We are aware that quite a number of other professional groups and civil societies have held webinars on this year’s UHC theme which is “Health as the Responsibility of Government”. We realise that Universal Health Coverage is defined as ensuring that all individuals and communities receive the healthcare services they need without suffering financial hardship. It encompasses access to essential health services, including preventive, promotional, curative, rehabilitative, and palliative care, as well as to safe, effective, quality, and affordable medicines and vaccines. At this webinar, our objective is to source for information at the State and Community levels from highly informed professionals who are working at these levels as service providers, trainers, administrators, advocates, civil society organisations including the organisation of patients.

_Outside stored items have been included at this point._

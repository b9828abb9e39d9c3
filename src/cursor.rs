//! Read cursor over an ordered, sentinel-terminated sequence.
//!
//! Both the lexer output and the parser output use this: tokens end
//! with an `Eoi` token and nodes end with an `EndOfInput` node. The
//! cursor never consumes items, so callers can look ahead and rewind.

use crate::ast::Node;
use crate::token::Token;

/// Token sequence produced by [`crate::tokenize`].
pub type TokenStream = Cursor<Token>;

/// Top-level node sequence produced by [`crate::parse`].
pub type NodeStream = Cursor<Node>;

/// Saved cursor position, see [`Cursor::checkpoint`].
#[derive(Debug, Clone, Copy, PartialEq, Eq)]
pub struct Checkpoint(usize);

#[derive(Debug, Clone, PartialEq, Eq)]
pub struct Cursor<T> {
    items: Vec<T>,
    pos: usize,
}

impl<T> Cursor<T> {
    /// Wrap a sequence. The cursor starts at the first item.
    ///
    /// # Panics
    ///
    /// Panics if `items` is empty; every sequence carries a sentinel.
    #[must_use]
    pub fn new(items: Vec<T>) -> Self {
        assert!(!items.is_empty(), "sequence must end with a sentinel");
        Self { items, pos: 0 }
    }

    /// Item under the cursor.
    #[must_use]
    pub fn current(&self) -> &T {
        &self.items[self.pos]
    }

    /// Move to the next item and return it.
    ///
    /// # Panics
    ///
    /// Panics when already on the last item.
    pub fn advance(&mut self) -> &T {
        assert!(
            self.pos + 1 < self.items.len(),
            "cursor advanced past the end of the sequence"
        );
        self.pos += 1;
        &self.items[self.pos]
    }

    /// Item `offset` positions ahead, without moving.
    ///
    /// # Panics
    ///
    /// Panics if the position lies beyond the sequence.
    #[must_use]
    pub fn peek(&self, offset: usize) -> &T {
        &self.items[self.pos + offset]
    }

    /// Whether there is an item after the current one.
    #[must_use]
    pub fn has_more(&self) -> bool {
        self.pos + 1 < self.items.len()
    }

    #[must_use]
    pub const fn position(&self) -> usize {
        self.pos
    }

    #[must_use]
    pub const fn checkpoint(&self) -> Checkpoint {
        Checkpoint(self.pos)
    }

    /// Return to a position saved by [`Cursor::checkpoint`].
    pub fn restore(&mut self, checkpoint: Checkpoint) {
        debug_assert!(checkpoint.0 < self.items.len());
        self.pos = checkpoint.0;
    }

    /// Whole sequence, sentinel included.
    #[must_use]
    pub fn as_slice(&self) -> &[T] {
        &self.items
    }

    #[must_use]
    pub fn len(&self) -> usize {
        self.items.len()
    }

    /// Always false; kept alongside `len` for API symmetry.
    #[must_use]
    pub fn is_empty(&self) -> bool {
        self.items.is_empty()
    }

    pub fn iter(&self) -> std::slice::Iter<'_, T> {
        self.items.iter()
    }

    #[must_use]
    pub fn into_inner(self) -> Vec<T> {
        self.items
    }
}

impl<'a, T> IntoIterator for &'a Cursor<T> {
    type Item = &'a T;
    type IntoIter = std::slice::Iter<'a, T>;

    fn into_iter(self) -> Self::IntoIter {
        self.items.iter()
    }
}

I shall not bore you with the health statistics of Nigeria. Those that are available can be accessed easily. We have come a long way but, there are still many gaps between what is available and what should be available and accessible for better planning purposes. Maybe, we can hope for a closure of this gap with the advent of the internet and the social media when used responsibly. Improvement in the registration of the basic data such as accurate Births and Deaths registrations may also upgrade the quality of health statistics with time.

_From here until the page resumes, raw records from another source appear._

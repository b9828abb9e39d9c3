use std::fmt;

use crate::diagnostics::{Diagnostic, Label};
use crate::token::{Span, Token, TokenKind};

/// What the parser wanted to see.
#[derive(Debug, Clone, PartialEq, Eq)]
pub enum Expected {
    /// Any token of this kind.
    Kind(TokenKind),
    /// A token with exactly this text.
    Lexeme(&'static str),
}

impl fmt::Display for Expected {
    fn fmt(&self, f: &mut fmt::Formatter<'_>) -> fmt::Result {
        match self {
            Self::Kind(kind) => write!(f, "{kind}"),
            Self::Lexeme(text) => write!(f, "'{text}'"),
        }
    }
}

/// Failure raised while lexing or parsing. Both stages stop at the
/// first error.
#[derive(Debug, Clone, PartialEq, Eq, thiserror::Error)]
pub enum Error {
    /// Character that cannot start any token.
    #[error("unexpected character '{ch}' at line {line}, column {column}")]
    UnexpectedChar {
        ch: char,
        offset: usize,
        line: usize,
        column: usize,
    },

    #[error("unexpected token '{}' at {}{}", token.lexeme, token.span, note_suffix(note.as_deref()))]
    UnexpectedToken { token: Token, note: Option<String> },

    #[error(
        "expected token {expected} but got '{}' at {}{}",
        got.lexeme,
        got.span,
        note_suffix(note.as_deref())
    )]
    ExpectedToken {
        expected: Expected,
        got: Token,
        note: Option<String>,
    },

    #[error(
        "expected {} but got '{}' at {}{}",
        one_of(expected),
        got.lexeme,
        got.span,
        note_suffix(note.as_deref())
    )]
    ExpectedOneOfTokens {
        expected: Vec<Expected>,
        got: Token,
        note: Option<String>,
    },

    #[error("unexpected end of input at {span}{}", note_suffix(note.as_deref()))]
    UnexpectedEndOfInput { note: Option<String>, span: Span },

    #[error("syntax error at {span}: {detail}")]
    SyntaxError { detail: String, span: Span },

    #[error("invalid token '{}' at {}{}", token.lexeme, token.span, note_suffix(reason.as_deref()))]
    InvalidToken {
        token: Token,
        reason: Option<String>,
    },

    /// Recognized production without a grammar yet.
    #[error("{construct} declarations are not supported yet (at {})", token.span)]
    Unsupported {
        construct: &'static str,
        token: Token,
    },
}

fn note_suffix(note: Option<&str>) -> String {
    note.map_or_else(String::new, |n| format!(": {n}"))
}

fn one_of(expected: &[Expected]) -> String {
    match expected {
        [single] => format!("token {single}"),
        _ => {
            let parts: Vec<String> = expected.iter().map(ToString::to_string).collect();
            format!("either {}", parts.join(", "))
        }
    }
}

impl Error {
    /// Error for `token` found where it does not belong. End of input
    /// gets its own variant so callers can tell truncated input apart.
    #[must_use]
    pub fn unexpected(token: &Token, note: impl Into<String>) -> Self {
        if token.is_eoi() {
            Self::UnexpectedEndOfInput {
                note: Some(note.into()),
                span: token.span,
            }
        } else {
            Self::UnexpectedToken {
                token: token.clone(),
                note: Some(note.into()),
            }
        }
    }

    #[must_use]
    pub fn expected(expected: Expected, got: &Token) -> Self {
        Self::ExpectedToken {
            expected,
            got: got.clone(),
            note: None,
        }
    }

    /// Short headline for diagnostics.
    #[must_use]
    pub const fn title(&self) -> &'static str {
        match self {
            Self::UnexpectedChar { .. } => "Unexpected character",
            Self::UnexpectedToken { .. } => "Unexpected token",
            Self::ExpectedToken { .. } => "Expected token",
            Self::ExpectedOneOfTokens { .. } => "Expected one of tokens",
            Self::UnexpectedEndOfInput { .. } => "Unexpected end of input",
            Self::SyntaxError { .. } => "Syntax error",
            Self::InvalidToken { .. } => "Invalid token",
            Self::Unsupported { .. } => "Unsupported construct",
        }
    }

    /// Where the error occurred.
    #[must_use]
    pub fn span(&self) -> Span {
        match self {
            Self::UnexpectedChar {
                ch,
                offset,
                line,
                column,
            } => Span::new(*offset, offset + ch.len_utf8(), *line, *column),
            Self::UnexpectedToken { token, .. }
            | Self::InvalidToken { token, .. }
            | Self::Unsupported { token, .. } => token.span,
            Self::ExpectedToken { got, .. } | Self::ExpectedOneOfTokens { got, .. } => got.span,
            Self::UnexpectedEndOfInput { span, .. } | Self::SyntaxError { span, .. } => *span,
        }
    }

    /// Offending token, when the error is about one.
    #[must_use]
    pub const fn token(&self) -> Option<&Token> {
        match self {
            Self::UnexpectedToken { token, .. }
            | Self::InvalidToken { token, .. }
            | Self::Unsupported { token, .. }
            | Self::ExpectedToken { got: token, .. }
            | Self::ExpectedOneOfTokens { got: token, .. } => Some(token),
            _ => None,
        }
    }

    /// Build a report with one positioned label.
    #[must_use]
    pub fn to_diagnostic(&self) -> Diagnostic {
        let span = self.span();
        let note = match self {
            Self::UnexpectedChar { ch, offset, .. } => {
                format!("character {ch:?} at byte offset {offset} cannot start a token")
            }
            Self::UnexpectedEndOfInput { .. } => "input ends here".to_string(),
            Self::SyntaxError { detail, .. } => detail.clone(),
            _ => self.token().map_or_else(String::new, |token| {
                format!("found {} '{}'", token.kind, token.lexeme)
            }),
        };
        let label_title = if self.token().is_some() {
            "Token"
        } else {
            "Location"
        };

        Diagnostic::error(self.title(), self.to_string())
            .with_label(Label::new(label_title, note).at(span.line, span.column))
    }

    /// Plain-text diagnostic for this error.
    #[must_use]
    pub fn render(&self) -> String {
        self.to_diagnostic().render()
    }
}
//! Property-based tests with proptest.
//!
//! Generate random token soups and expression chains and check the
//! lexer and parser invariants that must hold for any input.

use proptest::prelude::*;
use vanadium::{Node, TokenKind, parse_str, tokenize};

// -- Leaf strategies --

/// Identifier that is never a keyword: the `v_` prefix is reserved
/// for generated names.
fn identifier() -> impl Strategy<Value = String> {
    "[a-z][a-z0-9_]{0,8}".prop_map(|s| format!("v_{s}"))
}

fn integer() -> impl Strategy<Value = String> {
    "[0-9]{1,6}"
}

fn operator() -> impl Strategy<Value = &'static str> {
    prop_oneof![Just("+"), Just("-"), Just("*"), Just("/")]
}

/// One lexable fragment, followed by some whitespace.
fn fragment() -> impl Strategy<Value = String> {
    let atom = prop_oneof![
        identifier(),
        integer(),
        "[0-9]{1,3}\\.[0-9]{0,3}",
        "\"[a-z ]{0,8}\"",
        Just("let".to_string()),
        Just("func".to_string()),
        "[-+*/^=<>&|(){}\\[\\]:.,;]",
        "@@[a-z ]{0,8}\n",
        "@\\*[a-z \n]{0,8}\\*@",
    ];
    (atom, "[ \t\n]{1,2}").prop_map(|(a, ws)| format!("{a}{ws}"))
}

fn source() -> impl Strategy<Value = String> {
    prop::collection::vec(fragment(), 0..24).prop_map(|parts| parts.concat())
}

proptest! {
    #[test]
    fn spans_cover_their_lexemes(src in source()) {
        let tokens = tokenize(&src).expect("generated source should lex");
        for token in &tokens {
            prop_assert_eq!(&src[token.span.start..token.span.end], token.lexeme.as_str());
        }
    }

    #[test]
    fn exactly_one_trailing_eoi(src in source()) {
        let tokens = tokenize(&src).expect("generated source should lex");
        let slice = tokens.as_slice();
        prop_assert_eq!(slice.iter().filter(|t| t.is_eoi()).count(), 1);
        prop_assert!(slice.last().is_some_and(|t| t.kind == TokenKind::Eoi));
        let eoi = slice[slice.len() - 1].span;
        prop_assert_eq!((eoi.start, eoi.end), (src.len(), src.len()));
    }

    #[test]
    fn tokenize_is_deterministic(src in source()) {
        let a = tokenize(&src).expect("lex").into_inner();
        let b = tokenize(&src).expect("lex").into_inner();
        prop_assert_eq!(a, b);
    }

    #[test]
    fn one_identifier_per_line(names in prop::collection::vec(identifier(), 1..8)) {
        let src = names.join("\n");
        let tokens = tokenize(&src).expect("lex");
        for (i, name) in names.iter().enumerate() {
            let token = &tokens.as_slice()[i];
            prop_assert_eq!(token.kind, TokenKind::Ident);
            prop_assert_eq!(&token.lexeme, name);
            prop_assert_eq!((token.span.line, token.span.column), (i + 1, 1));
        }
    }

    #[test]
    fn same_precedence_chains_fold_left(
        first in integer(),
        rest in prop::collection::vec(
            (prop_oneof![Just("+"), Just("-")], integer()),
            1..6,
        ),
    ) {
        let mut src = first.clone();
        let mut expected = first;
        for (op, operand) in &rest {
            src.push_str(&format!(" {op} {operand}"));
            expected = format!("({op} {expected} {operand})");
        }

        let nodes = parse_str(&src).expect("chain should parse").into_inner();
        let Node::ImplicitReturn(inner) = &nodes[0] else {
            panic!("expected expression statement");
        };
        prop_assert_eq!(inner.to_string(), expected);
        prop_assert!(nodes[1].is_end_of_input());
    }

    #[test]
    fn factor_binds_tighter_than_term(
        a in integer(),
        b in integer(),
        c in integer(),
        op in operator(),
    ) {
        let src = format!("{a} {op} {b} * {c}");
        let nodes = parse_str(&src).expect("should parse").into_inner();
        let expected = if matches!(op, "*" | "/") {
            format!("(* ({op} {a} {b}) {c})")
        } else {
            format!("({op} {a} (* {b} {c}))")
        };
        prop_assert_eq!(nodes[0].to_string(), format!("(implicit-return {expected})"));
    }
}
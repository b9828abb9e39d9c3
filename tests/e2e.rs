//! End-to-end tests: whole programs through `parse_str`.

mod common;

use common::parse_ok;
use vanadium::{Error, Modifier, Node, NodeKind, parse_str, pretty};

const PROGRAM: &str = r#"
@* Geometry helpers.
   Nothing here is evaluated. *@
include "std/io"
from "std/math" include sqrt, pow

export const origin = new Point(0, 0);
static let scale = 2.5;

func length(p: &Point, precise: bool ?): float {
    let dx = p.x * scale;
    let dy = p.y * scale
    sqrt(pow(dx, 2) + pow(dy, 2))
}

export func main() {
    io.print(length(origin, null)) unless quiet ifso io.flush()
}
"#;

#[test]
fn full_program_structure() {
    let nodes = parse_ok(PROGRAM);
    let kinds: Vec<NodeKind> = nodes.iter().map(Node::kind).collect();
    assert_eq!(
        kinds,
        [
            NodeKind::Include,
            NodeKind::Include,
            NodeKind::VarDecl,
            NodeKind::VarDecl,
            NodeKind::FuncDecl,
            NodeKind::FuncDecl,
            NodeKind::EndOfInput,
        ]
    );
}

#[test]
fn full_program_details() {
    let nodes = parse_ok(PROGRAM);

    let Node::VarDecl(origin) = &nodes[2] else {
        panic!("expected var decl");
    };
    assert!(origin.is_const);
    assert_eq!(origin.modifiers, [Modifier::Export]);
    assert_eq!(origin.value.to_string(), "(new Point 0 0)");

    let Node::FuncDecl(length) = &nodes[4] else {
        panic!("expected func decl");
    };
    assert_eq!(length.params[0].ty.to_string(), "&Point");
    assert_eq!(length.params[1].ty.to_string(), "bool?");
    assert_eq!(length.return_type.to_string(), "float");
    assert_eq!(length.body.statements.len(), 3);
    assert_eq!(
        length.body.statements[2].to_string(),
        "(implicit-return (call sqrt (+ (call pow dx 2) (call pow dy 2))))"
    );

    let Node::FuncDecl(main) = &nodes[5] else {
        panic!("expected func decl");
    };
    assert_eq!(
        main.body.statements[0].to_string(),
        "(implicit-return (unless (call (. io print) (call length origin null)) quiet \
         ifso (call (. io flush))))"
    );
}

#[test]
fn full_program_pretty_is_stable() {
    let first = pretty(&parse_ok(PROGRAM));
    let second = pretty(&parse_ok(PROGRAM));
    assert_eq!(first, second);
    assert!(first.ends_with("End of input\n"));
    assert!(first.starts_with("Include \"std/io\" (all)\n"));
}

#[test]
fn error_in_nested_function_is_reported_once() {
    let source = "func ok() { 1 }\nfunc broken() {\n    let = 2\n}\n";
    let err = parse_str(source).unwrap_err();
    assert!(matches!(err, Error::ExpectedToken { .. }));
    assert_eq!((err.span().line, err.span().column), (3, 9));

    let report = err.render();
    assert!(report.starts_with("error: Expected token\n"));
    assert!(report.contains("| At: 3:9\n"));
}

#[test]
fn lex_error_surfaces_through_parse_str() {
    let err = parse_str("let x = \"open").unwrap_err();
    assert!(matches!(err, Error::UnexpectedEndOfInput { .. }));
}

Indeed, the Health of all Nigerian citizens is the Responsibility of Government. The right to healthcare is articulated in The Nigerian Constitution, Chapter II, Section 17.

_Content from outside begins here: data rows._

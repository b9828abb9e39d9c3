//! Syntax tree produced by the parser.
//!
//! Nodes own their children exclusively and carry no source spans;
//! positions live on tokens only. Apart from a [`Type`]'s modifier
//! flags, nodes are not changed after construction.

use crate::token::TokenKind;

/// Discriminant of a [`Node`].
#[derive(Debug, Clone, Copy, PartialEq, Eq, Hash)]
pub enum NodeKind {
    Include,
    Block,
    FuncDecl,
    VarDecl,
    BinaryExpr,
    UnaryExpr,
    Literal,
    CallExpr,
    MemberAccess,
    EndOfInput,
    Type,
    ImplicitReturn,
    NewExpr,
    Throw,
    UnlessExpr,
}

impl NodeKind {
    #[must_use]
    pub const fn name(self) -> &'static str {
        match self {
            Self::Include => "Include",
            Self::Block => "Block",
            Self::FuncDecl => "FuncDecl",
            Self::VarDecl => "VarDecl",
            Self::BinaryExpr => "BinaryExpr",
            Self::UnaryExpr => "UnaryExpr",
            Self::Literal => "Literal",
            Self::CallExpr => "CallExpr",
            Self::MemberAccess => "MemberAccess",
            Self::EndOfInput => "End of input",
            Self::Type => "Type",
            Self::ImplicitReturn => "ImplicitReturn",
            Self::NewExpr => "NewExpr",
            Self::Throw => "Throw",
            Self::UnlessExpr => "UnlessExpr",
        }
    }
}

/// A syntax tree node.
#[derive(Debug, Clone, PartialEq, Eq)]
pub enum Node {
    Include(Include),
    Block(Block),
    FuncDecl(FuncDecl),
    VarDecl(VarDecl),
    BinaryExpr {
        lhs: Box<Self>,
        op: String,
        rhs: Box<Self>,
    },
    UnaryExpr {
        op: String,
        operand: Box<Self>,
    },
    /// Literal or identifier; `value` is the lexeme as written.
    Literal {
        value: String,
        kind: LiteralKind,
    },
    CallExpr {
        callee: Box<Self>,
        args: Vec<Self>,
    },
    MemberAccess {
        object: Box<Self>,
        member: String,
    },
    /// Terminal sentinel of a node sequence.
    EndOfInput,
    Type(Type),
    /// Bare expression in statement position.
    ImplicitReturn(Box<Self>),
    NewExpr {
        ty: Type,
        args: Vec<Self>,
    },
    Throw(Box<Self>),
    /// `value unless condition [ifso otherwise]`.
    UnlessExpr {
        value: Box<Self>,
        condition: Box<Self>,
        otherwise: Option<Box<Self>>,
    },
}

impl Node {
    #[must_use]
    pub const fn kind(&self) -> NodeKind {
        match self {
            Self::Include(_) => NodeKind::Include,
            Self::Block(_) => NodeKind::Block,
            Self::FuncDecl(_) => NodeKind::FuncDecl,
            Self::VarDecl(_) => NodeKind::VarDecl,
            Self::BinaryExpr { .. } => NodeKind::BinaryExpr,
            Self::UnaryExpr { .. } => NodeKind::UnaryExpr,
            Self::Literal { .. } => NodeKind::Literal,
            Self::CallExpr { .. } => NodeKind::CallExpr,
            Self::MemberAccess { .. } => NodeKind::MemberAccess,
            Self::EndOfInput => NodeKind::EndOfInput,
            Self::Type(_) => NodeKind::Type,
            Self::ImplicitReturn(_) => NodeKind::ImplicitReturn,
            Self::NewExpr { .. } => NodeKind::NewExpr,
            Self::Throw(_) => NodeKind::Throw,
            Self::UnlessExpr { .. } => NodeKind::UnlessExpr,
        }
    }

    #[must_use]
    pub const fn is_end_of_input(&self) -> bool {
        matches!(self, Self::EndOfInput)
    }

    #[must_use]
    pub fn literal(value: impl Into<String>, kind: LiteralKind) -> Self {
        Self::Literal {
            value: value.into(),
            kind,
        }
    }

    #[must_use]
    pub fn int(value: impl Into<String>) -> Self {
        Self::literal(value, LiteralKind::Int)
    }

    #[must_use]
    pub fn ident(name: impl Into<String>) -> Self {
        Self::literal(name, LiteralKind::Ident)
    }

    #[must_use]
    pub fn binary(lhs: Self, op: impl Into<String>, rhs: Self) -> Self {
        Self::BinaryExpr {
            lhs: Box::new(lhs),
            op: op.into(),
            rhs: Box::new(rhs),
        }
    }

    #[must_use]
    pub fn unary(op: impl Into<String>, operand: Self) -> Self {
        Self::UnaryExpr {
            op: op.into(),
            operand: Box::new(operand),
        }
    }

    #[must_use]
    pub fn call(callee: Self, args: Vec<Self>) -> Self {
        Self::CallExpr {
            callee: Box::new(callee),
            args,
        }
    }

    #[must_use]
    pub fn member(object: Self, member: impl Into<String>) -> Self {
        Self::MemberAccess {
            object: Box::new(object),
            member: member.into(),
        }
    }

    #[must_use]
    pub fn implicit_return(value: Self) -> Self {
        Self::ImplicitReturn(Box::new(value))
    }
}

/// Token kinds a [`Node::Literal`] can come from.
#[derive(Debug, Clone, Copy, PartialEq, Eq, Hash)]
pub enum LiteralKind {
    Int,
    Float,
    String,
    Ident,
    Bool,
    Null,
}

impl LiteralKind {
    #[must_use]
    pub const fn from_token(kind: TokenKind) -> Option<Self> {
        match kind {
            TokenKind::Int => Some(Self::Int),
            TokenKind::Float => Some(Self::Float),
            TokenKind::String => Some(Self::String),
            TokenKind::Ident => Some(Self::Ident),
            TokenKind::Bool => Some(Self::Bool),
            TokenKind::Null => Some(Self::Null),
            _ => None,
        }
    }

    #[must_use]
    pub const fn name(self) -> &'static str {
        match self {
            Self::Int => "int",
            Self::Float => "float",
            Self::String => "string",
            Self::Ident => "ident",
            Self::Bool => "bool",
            Self::Null => "null",
        }
    }
}

/// `include "path";` or `from "path" include a, b;`.
///
/// An empty `items` list means everything is imported. The path is
/// kept as written, without quotes, and never resolved.
#[derive(Debug, Clone, PartialEq, Eq)]
pub struct Include {
    pub path: String,
    pub items: Vec<String>,
}

/// Braced statement list.
#[derive(Debug, Clone, Default, PartialEq, Eq)]
pub struct Block {
    pub statements: Vec<Node>,
}

/// Declaration modifier keywords.
#[derive(Debug, Clone, Copy, PartialEq, Eq, Hash)]
pub enum Modifier {
    Static,
    Sealed,
    Export,
}

impl Modifier {
    #[must_use]
    pub const fn from_token(kind: TokenKind) -> Option<Self> {
        match kind {
            TokenKind::Static => Some(Self::Static),
            TokenKind::Sealed => Some(Self::Sealed),
            TokenKind::Export => Some(Self::Export),
            _ => None,
        }
    }

    #[must_use]
    pub const fn as_str(self) -> &'static str {
        match self {
            Self::Static => "static",
            Self::Sealed => "sealed",
            Self::Export => "export",
        }
    }
}

#[derive(Debug, Clone, PartialEq, Eq)]
pub struct VarDecl {
    pub name: String,
    pub value: Box<Node>,
    pub modifiers: Vec<Modifier>,
    /// Declared with `const` instead of `let`.
    pub is_const: bool,
    pub is_static: bool,
}

#[derive(Debug, Clone, PartialEq, Eq)]
pub struct Param {
    pub name: String,
    pub ty: Type,
}

impl Param {
    #[must_use]
    pub fn new(name: impl Into<String>, ty: Type) -> Self {
        Self {
            name: name.into(),
            ty,
        }
    }
}

#[derive(Debug, Clone, PartialEq, Eq)]
pub struct FuncDecl {
    pub name: String,
    pub modifiers: Vec<Modifier>,
    pub params: Vec<Param>,
    /// `void` when no return type is written.
    pub return_type: Type,
    pub body: Block,
}

/// Structural part of a type expression.
#[derive(Debug, Clone, PartialEq, Eq)]
pub enum TypeShape {
    /// Named type, e.g. `int`.
    Simple(String),
    /// `[size]Element`; `size` is `None` for `[]Element`.
    Array { size: Option<u64>, element: Box<Type> },
    /// `{Key}Value`.
    Map { key: Box<Type>, value: Box<Type> },
}

/// Flags that decorate any type shape.
#[derive(Debug, Clone, Copy, Default, PartialEq, Eq, Hash)]
#[allow(clippy::struct_excessive_bools)]
pub struct TypeModifiers {
    pub is_const: bool,
    pub is_comptime: bool,
    pub is_reference: bool,
    pub is_throwable: bool,
    pub is_nullable: bool,
}

/// A type expression.
///
/// Built in two steps: the shape first, then [`Type::set_modifiers`]
/// once the surrounding prefix and suffix markers are known.
#[derive(Debug, Clone, PartialEq, Eq)]
pub struct Type {
    pub shape: TypeShape,
    pub modifiers: TypeModifiers,
}

impl Type {
    #[must_use]
    pub fn new(shape: TypeShape) -> Self {
        Self {
            shape,
            modifiers: TypeModifiers::default(),
        }
    }

    #[must_use]
    pub fn simple(name: impl Into<String>) -> Self {
        Self::new(TypeShape::Simple(name.into()))
    }

    #[must_use]
    pub fn array(size: Option<u64>, element: Self) -> Self {
        Self::new(TypeShape::Array {
            size,
            element: Box::new(element),
        })
    }

    #[must_use]
    pub fn map(key: Self, value: Self) -> Self {
        Self::new(TypeShape::Map {
            key: Box::new(key),
            value: Box::new(value),
        })
    }

    /// Implicit return type of functions without an annotation.
    #[must_use]
    pub fn void() -> Self {
        Self::simple("void")
    }

    pub const fn set_modifiers(&mut self, modifiers: TypeModifiers) {
        self.modifiers = modifiers;
    }

    #[must_use]
    pub fn with_modifiers(mut self, modifiers: TypeModifiers) -> Self {
        self.modifiers = modifiers;
        self
    }

    #[must_use]
    pub fn nullable(mut self) -> Self {
        self.modifiers.is_nullable = true;
        self
    }

    #[must_use]
    pub fn constant(mut self) -> Self {
        self.modifiers.is_const = true;
        self
    }

    #[must_use]
    pub fn comptime(mut self) -> Self {
        self.modifiers.is_comptime = true;
        self
    }

    #[must_use]
    pub fn reference(mut self) -> Self {
        self.modifiers.is_reference = true;
        self
    }

    #[must_use]
    pub fn throwable(mut self) -> Self {
        self.modifiers.is_throwable = true;
        self
    }
}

This section deals with the “Fundamental Objectives and Directive Principles of State Policy”
Specifically, it outlines the rights related to health and healthcare. It emphasizes that the state shall direct its policy towards ensuring that there are adequate medical and health facilities for all persons.
It should be noted that these provisions serve as guidelines for the government in formulating policies and laws related to the delivery of health and other social services. The Nigerian Health Act, 2014, and one of its components the Basic Health Care Provision Fund Act (BHCPF) are two important specific legislative derivations of these provisions.
The lack of justiciability of these constitutional provisions impacts the ability of citizens to assert and protect their rights, thus affecting the effectiveness of the legal framework in promoting justice and equity.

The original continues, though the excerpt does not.